Among the entries, find the lines with the string "await" and report them.

Collected data entries
────────
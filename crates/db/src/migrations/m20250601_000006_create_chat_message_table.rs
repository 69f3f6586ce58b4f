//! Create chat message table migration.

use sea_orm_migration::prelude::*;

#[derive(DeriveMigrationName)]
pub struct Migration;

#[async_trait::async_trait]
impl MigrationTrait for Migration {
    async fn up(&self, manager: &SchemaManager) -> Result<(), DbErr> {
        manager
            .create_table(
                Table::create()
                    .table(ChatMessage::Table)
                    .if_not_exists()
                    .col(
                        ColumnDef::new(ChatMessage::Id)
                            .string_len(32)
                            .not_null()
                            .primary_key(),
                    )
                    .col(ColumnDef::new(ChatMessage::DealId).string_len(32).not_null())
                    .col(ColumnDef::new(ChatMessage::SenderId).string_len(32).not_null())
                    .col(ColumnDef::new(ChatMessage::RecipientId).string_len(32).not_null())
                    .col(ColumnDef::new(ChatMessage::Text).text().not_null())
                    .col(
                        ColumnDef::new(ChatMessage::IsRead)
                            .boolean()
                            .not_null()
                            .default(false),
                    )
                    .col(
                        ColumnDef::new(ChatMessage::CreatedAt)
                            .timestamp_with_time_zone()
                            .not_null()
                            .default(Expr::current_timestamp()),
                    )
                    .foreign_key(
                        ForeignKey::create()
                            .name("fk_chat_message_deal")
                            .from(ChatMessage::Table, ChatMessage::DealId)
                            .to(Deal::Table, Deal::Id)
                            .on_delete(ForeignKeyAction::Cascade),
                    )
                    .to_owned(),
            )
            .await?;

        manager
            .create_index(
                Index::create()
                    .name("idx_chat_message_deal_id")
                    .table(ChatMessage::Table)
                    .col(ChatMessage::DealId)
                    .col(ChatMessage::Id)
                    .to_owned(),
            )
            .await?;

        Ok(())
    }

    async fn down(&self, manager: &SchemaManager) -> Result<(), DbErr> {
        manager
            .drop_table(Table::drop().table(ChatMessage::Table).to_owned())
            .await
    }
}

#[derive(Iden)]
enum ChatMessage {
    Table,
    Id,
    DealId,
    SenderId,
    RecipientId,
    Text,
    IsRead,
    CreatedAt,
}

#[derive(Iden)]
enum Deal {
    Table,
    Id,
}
────────
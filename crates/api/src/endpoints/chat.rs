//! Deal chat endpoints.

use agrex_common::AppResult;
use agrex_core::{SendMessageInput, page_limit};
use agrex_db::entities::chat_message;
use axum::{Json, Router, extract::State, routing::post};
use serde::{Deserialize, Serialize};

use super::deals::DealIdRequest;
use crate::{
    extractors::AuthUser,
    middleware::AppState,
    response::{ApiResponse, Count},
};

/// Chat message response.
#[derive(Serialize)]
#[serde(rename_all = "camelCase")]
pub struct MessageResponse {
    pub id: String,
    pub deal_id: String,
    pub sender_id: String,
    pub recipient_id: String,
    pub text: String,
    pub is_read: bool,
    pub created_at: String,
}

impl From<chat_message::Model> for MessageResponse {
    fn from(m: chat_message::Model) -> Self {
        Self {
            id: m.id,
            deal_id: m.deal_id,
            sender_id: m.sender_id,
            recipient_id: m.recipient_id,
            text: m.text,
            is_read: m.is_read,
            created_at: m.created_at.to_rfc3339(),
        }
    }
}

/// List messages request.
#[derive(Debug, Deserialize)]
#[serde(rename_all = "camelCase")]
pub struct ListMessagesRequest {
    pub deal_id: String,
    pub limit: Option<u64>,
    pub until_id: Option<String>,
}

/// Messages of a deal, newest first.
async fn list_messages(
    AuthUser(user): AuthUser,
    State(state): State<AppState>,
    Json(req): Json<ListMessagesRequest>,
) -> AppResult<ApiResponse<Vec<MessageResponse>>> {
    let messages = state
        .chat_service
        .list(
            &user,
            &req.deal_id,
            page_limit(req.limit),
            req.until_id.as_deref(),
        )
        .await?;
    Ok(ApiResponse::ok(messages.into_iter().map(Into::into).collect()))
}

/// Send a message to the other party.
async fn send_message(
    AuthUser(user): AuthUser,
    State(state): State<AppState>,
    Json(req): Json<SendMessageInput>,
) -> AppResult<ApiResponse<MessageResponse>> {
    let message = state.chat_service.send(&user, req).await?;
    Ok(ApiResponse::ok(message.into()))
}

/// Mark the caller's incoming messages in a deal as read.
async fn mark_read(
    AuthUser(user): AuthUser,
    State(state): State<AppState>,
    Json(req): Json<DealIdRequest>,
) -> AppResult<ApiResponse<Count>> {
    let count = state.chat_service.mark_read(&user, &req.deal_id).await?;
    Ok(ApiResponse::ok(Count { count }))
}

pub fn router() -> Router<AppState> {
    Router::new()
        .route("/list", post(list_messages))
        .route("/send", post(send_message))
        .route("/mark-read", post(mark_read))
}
────────
[Result for this task]:
            .await?;
            .await?;
            .await
        .await?;
    let message = state.chat_service.send(&user, req).await?;
    let count = state.chat_service.mark_read(&user, &req.deal_id).await?;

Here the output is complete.